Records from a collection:
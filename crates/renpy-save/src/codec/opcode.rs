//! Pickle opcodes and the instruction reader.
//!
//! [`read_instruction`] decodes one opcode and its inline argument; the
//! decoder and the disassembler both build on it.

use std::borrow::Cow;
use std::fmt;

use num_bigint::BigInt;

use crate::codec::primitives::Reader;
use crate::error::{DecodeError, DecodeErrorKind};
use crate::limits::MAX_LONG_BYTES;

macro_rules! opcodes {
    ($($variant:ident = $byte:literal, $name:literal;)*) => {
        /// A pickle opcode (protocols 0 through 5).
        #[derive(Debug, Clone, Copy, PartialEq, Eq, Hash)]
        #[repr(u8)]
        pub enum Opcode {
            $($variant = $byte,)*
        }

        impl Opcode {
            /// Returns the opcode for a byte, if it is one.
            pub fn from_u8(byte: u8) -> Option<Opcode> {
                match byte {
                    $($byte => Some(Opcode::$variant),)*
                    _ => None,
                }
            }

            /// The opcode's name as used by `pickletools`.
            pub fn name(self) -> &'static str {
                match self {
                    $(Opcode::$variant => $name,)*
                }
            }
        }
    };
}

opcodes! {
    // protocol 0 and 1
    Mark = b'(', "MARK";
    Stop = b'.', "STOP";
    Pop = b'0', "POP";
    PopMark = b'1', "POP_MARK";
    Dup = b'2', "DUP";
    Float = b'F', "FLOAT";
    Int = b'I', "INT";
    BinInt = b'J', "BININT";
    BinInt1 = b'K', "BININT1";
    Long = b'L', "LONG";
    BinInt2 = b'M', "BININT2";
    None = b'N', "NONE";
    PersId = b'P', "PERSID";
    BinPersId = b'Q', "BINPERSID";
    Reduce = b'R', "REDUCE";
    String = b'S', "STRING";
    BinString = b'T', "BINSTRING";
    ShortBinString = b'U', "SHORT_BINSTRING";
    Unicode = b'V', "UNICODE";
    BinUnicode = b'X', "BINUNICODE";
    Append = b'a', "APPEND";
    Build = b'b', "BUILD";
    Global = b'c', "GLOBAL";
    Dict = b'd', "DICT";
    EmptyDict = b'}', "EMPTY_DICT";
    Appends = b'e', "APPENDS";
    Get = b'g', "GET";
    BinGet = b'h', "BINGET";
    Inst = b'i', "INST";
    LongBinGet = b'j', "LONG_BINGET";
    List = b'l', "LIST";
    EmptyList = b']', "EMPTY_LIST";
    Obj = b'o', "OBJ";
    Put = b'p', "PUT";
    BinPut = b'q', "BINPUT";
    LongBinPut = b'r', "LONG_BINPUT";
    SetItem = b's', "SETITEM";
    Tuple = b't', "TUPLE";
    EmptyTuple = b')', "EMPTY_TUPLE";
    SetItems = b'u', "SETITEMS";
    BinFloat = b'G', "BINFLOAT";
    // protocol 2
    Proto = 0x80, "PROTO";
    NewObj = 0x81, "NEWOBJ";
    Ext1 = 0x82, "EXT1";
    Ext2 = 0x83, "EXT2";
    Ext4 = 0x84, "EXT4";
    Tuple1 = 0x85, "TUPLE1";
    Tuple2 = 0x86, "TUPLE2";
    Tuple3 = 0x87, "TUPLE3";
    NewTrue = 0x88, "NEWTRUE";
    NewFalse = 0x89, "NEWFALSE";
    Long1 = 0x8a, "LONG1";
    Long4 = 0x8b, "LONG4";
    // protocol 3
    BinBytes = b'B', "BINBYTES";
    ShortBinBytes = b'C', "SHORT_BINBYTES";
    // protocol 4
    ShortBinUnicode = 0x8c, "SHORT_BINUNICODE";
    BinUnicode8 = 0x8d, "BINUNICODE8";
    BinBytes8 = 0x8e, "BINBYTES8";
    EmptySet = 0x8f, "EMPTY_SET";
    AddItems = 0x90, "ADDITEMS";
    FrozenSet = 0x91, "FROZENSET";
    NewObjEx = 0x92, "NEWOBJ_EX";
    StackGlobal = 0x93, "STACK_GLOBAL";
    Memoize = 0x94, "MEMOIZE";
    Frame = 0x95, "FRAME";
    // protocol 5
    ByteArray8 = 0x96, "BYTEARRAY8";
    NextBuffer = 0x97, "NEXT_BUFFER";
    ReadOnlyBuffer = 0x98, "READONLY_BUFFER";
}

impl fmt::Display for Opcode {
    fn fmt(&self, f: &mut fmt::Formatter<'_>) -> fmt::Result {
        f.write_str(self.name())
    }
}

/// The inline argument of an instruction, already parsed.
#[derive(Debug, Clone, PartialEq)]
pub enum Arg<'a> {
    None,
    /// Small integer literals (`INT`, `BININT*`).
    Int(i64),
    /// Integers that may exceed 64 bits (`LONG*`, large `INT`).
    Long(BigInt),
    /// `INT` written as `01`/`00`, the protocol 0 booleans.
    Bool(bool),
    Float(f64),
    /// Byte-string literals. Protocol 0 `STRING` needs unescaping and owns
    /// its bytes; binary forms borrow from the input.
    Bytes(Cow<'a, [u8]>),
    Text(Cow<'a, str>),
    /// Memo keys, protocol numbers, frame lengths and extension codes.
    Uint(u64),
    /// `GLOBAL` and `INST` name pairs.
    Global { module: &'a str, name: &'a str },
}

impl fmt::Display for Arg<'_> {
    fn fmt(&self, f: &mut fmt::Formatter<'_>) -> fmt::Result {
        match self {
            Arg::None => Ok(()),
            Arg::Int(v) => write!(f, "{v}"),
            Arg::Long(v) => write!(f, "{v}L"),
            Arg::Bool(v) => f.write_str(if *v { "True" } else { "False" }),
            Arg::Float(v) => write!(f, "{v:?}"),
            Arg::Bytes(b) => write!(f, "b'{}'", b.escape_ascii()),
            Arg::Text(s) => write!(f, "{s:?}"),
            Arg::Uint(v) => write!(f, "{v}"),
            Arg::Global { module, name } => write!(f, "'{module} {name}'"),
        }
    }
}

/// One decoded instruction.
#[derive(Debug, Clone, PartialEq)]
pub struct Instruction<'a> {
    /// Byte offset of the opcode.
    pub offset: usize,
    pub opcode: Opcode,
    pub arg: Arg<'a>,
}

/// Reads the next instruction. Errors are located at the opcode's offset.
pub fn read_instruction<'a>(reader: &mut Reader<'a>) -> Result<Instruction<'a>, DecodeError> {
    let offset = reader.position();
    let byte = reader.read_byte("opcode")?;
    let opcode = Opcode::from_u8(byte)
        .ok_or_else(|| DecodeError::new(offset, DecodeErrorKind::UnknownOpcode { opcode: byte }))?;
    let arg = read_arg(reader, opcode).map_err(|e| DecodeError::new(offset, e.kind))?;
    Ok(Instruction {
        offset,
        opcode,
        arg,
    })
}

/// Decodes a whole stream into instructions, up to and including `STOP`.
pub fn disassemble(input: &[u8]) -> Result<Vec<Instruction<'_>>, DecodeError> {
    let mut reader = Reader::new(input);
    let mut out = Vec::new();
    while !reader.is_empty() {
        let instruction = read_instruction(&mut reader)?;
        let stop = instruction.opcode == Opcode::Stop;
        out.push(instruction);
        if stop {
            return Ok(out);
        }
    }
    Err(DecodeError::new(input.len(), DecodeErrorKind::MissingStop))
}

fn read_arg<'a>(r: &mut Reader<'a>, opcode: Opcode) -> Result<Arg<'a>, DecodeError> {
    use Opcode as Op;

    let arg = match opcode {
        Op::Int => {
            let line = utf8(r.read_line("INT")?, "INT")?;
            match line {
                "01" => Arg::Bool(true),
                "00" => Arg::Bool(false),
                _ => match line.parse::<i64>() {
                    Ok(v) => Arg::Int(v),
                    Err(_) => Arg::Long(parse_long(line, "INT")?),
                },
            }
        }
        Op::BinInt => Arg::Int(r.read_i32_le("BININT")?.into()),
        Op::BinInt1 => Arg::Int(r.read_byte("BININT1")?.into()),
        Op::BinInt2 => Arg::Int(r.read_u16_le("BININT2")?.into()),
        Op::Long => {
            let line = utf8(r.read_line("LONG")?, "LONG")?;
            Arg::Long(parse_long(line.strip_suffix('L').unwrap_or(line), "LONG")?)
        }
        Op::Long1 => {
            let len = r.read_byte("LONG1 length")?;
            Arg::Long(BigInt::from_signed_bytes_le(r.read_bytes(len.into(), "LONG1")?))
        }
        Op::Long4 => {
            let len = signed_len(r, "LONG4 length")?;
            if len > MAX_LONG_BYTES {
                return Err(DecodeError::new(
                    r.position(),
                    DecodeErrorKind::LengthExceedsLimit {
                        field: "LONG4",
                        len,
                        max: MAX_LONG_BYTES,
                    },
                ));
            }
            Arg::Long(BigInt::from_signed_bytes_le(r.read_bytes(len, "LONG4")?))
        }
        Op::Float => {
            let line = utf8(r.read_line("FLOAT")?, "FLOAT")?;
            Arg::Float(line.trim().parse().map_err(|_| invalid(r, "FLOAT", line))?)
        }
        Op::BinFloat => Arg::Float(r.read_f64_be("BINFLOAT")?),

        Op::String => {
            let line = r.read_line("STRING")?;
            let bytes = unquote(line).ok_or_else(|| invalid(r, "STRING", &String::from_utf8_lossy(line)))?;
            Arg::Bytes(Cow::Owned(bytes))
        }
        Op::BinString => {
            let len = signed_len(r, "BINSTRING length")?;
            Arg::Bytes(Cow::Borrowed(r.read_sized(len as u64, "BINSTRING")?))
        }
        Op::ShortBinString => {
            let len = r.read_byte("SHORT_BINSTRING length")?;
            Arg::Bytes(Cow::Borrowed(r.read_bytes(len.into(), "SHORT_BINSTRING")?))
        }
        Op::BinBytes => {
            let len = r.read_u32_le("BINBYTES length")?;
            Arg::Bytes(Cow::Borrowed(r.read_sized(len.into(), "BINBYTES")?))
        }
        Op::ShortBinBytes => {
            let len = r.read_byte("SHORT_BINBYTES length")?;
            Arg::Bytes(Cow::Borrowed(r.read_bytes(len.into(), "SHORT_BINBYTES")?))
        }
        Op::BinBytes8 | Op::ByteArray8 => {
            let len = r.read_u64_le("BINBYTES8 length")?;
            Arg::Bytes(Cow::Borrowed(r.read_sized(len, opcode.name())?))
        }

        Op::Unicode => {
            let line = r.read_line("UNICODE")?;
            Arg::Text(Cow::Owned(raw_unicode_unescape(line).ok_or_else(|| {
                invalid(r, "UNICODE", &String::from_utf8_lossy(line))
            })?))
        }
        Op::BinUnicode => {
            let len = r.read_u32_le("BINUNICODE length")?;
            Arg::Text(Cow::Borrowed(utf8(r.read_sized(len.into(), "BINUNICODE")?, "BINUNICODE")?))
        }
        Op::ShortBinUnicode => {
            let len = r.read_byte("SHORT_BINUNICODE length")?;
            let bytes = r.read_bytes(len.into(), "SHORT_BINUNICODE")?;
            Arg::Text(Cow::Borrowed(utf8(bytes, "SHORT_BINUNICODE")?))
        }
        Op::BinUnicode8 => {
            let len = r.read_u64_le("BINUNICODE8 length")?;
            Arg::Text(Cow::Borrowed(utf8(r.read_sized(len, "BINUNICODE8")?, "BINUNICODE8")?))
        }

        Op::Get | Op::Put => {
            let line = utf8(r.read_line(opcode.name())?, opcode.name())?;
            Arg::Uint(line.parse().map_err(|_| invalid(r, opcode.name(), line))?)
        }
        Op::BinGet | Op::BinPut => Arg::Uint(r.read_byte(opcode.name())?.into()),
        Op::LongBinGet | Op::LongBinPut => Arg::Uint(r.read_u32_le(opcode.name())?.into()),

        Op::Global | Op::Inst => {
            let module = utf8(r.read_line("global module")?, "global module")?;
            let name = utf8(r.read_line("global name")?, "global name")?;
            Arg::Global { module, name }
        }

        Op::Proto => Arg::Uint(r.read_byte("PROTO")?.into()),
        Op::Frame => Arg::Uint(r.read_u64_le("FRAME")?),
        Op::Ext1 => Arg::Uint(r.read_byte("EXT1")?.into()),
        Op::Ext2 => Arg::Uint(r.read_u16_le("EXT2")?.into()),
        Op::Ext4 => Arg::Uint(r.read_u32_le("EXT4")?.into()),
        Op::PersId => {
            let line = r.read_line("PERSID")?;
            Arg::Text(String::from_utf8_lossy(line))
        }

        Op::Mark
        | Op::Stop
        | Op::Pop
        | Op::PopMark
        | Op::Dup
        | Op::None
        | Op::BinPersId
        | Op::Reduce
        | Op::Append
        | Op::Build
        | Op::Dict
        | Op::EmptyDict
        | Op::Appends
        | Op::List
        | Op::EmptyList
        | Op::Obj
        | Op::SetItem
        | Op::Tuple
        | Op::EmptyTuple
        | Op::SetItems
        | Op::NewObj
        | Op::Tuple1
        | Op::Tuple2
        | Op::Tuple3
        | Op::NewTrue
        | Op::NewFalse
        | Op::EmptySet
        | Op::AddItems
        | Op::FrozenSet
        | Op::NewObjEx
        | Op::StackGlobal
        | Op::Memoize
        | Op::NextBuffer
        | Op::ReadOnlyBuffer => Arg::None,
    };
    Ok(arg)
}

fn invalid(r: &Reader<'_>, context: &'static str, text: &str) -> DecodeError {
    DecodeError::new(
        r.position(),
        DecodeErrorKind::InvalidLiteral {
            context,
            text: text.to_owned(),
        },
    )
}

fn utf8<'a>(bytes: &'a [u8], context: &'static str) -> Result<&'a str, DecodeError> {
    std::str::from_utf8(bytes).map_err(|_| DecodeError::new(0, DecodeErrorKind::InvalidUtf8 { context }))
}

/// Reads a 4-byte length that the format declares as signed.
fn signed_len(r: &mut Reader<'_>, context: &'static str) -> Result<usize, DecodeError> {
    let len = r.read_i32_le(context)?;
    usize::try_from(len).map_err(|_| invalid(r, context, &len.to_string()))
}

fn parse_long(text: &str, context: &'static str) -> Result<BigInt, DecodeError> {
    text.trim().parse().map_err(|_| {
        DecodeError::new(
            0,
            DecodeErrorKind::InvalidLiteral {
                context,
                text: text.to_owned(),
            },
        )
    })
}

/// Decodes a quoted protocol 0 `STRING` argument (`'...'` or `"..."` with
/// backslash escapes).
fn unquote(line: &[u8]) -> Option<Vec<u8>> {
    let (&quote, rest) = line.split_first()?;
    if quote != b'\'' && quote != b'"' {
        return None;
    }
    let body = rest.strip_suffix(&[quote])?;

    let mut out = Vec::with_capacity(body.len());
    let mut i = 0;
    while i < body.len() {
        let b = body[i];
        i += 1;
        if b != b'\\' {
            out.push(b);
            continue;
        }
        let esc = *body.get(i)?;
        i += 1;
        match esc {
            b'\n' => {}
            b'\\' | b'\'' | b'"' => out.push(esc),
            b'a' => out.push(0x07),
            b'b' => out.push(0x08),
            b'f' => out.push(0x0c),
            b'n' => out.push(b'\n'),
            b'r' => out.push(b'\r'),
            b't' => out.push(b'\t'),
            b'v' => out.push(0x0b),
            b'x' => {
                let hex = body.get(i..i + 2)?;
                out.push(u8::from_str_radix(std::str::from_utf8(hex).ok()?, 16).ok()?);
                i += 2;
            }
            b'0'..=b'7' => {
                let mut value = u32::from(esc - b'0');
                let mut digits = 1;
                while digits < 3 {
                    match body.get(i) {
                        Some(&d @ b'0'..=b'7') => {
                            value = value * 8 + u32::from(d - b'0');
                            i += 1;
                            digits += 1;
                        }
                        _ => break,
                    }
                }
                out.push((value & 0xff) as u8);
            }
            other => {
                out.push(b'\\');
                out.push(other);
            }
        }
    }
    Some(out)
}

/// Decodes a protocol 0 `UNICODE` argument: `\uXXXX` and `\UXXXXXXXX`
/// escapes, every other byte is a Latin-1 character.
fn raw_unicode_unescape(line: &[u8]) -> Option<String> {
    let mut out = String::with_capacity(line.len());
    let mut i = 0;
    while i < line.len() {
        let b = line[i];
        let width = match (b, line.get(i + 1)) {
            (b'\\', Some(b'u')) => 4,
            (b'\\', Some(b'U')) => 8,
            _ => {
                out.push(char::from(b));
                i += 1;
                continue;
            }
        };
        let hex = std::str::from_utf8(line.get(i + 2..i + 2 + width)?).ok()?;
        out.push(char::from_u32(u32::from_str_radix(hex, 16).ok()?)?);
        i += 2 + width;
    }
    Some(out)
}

The problem: The word "Reads" may appear on some lines of these records; state how many such lines there are, and nothing else.

Task output: 2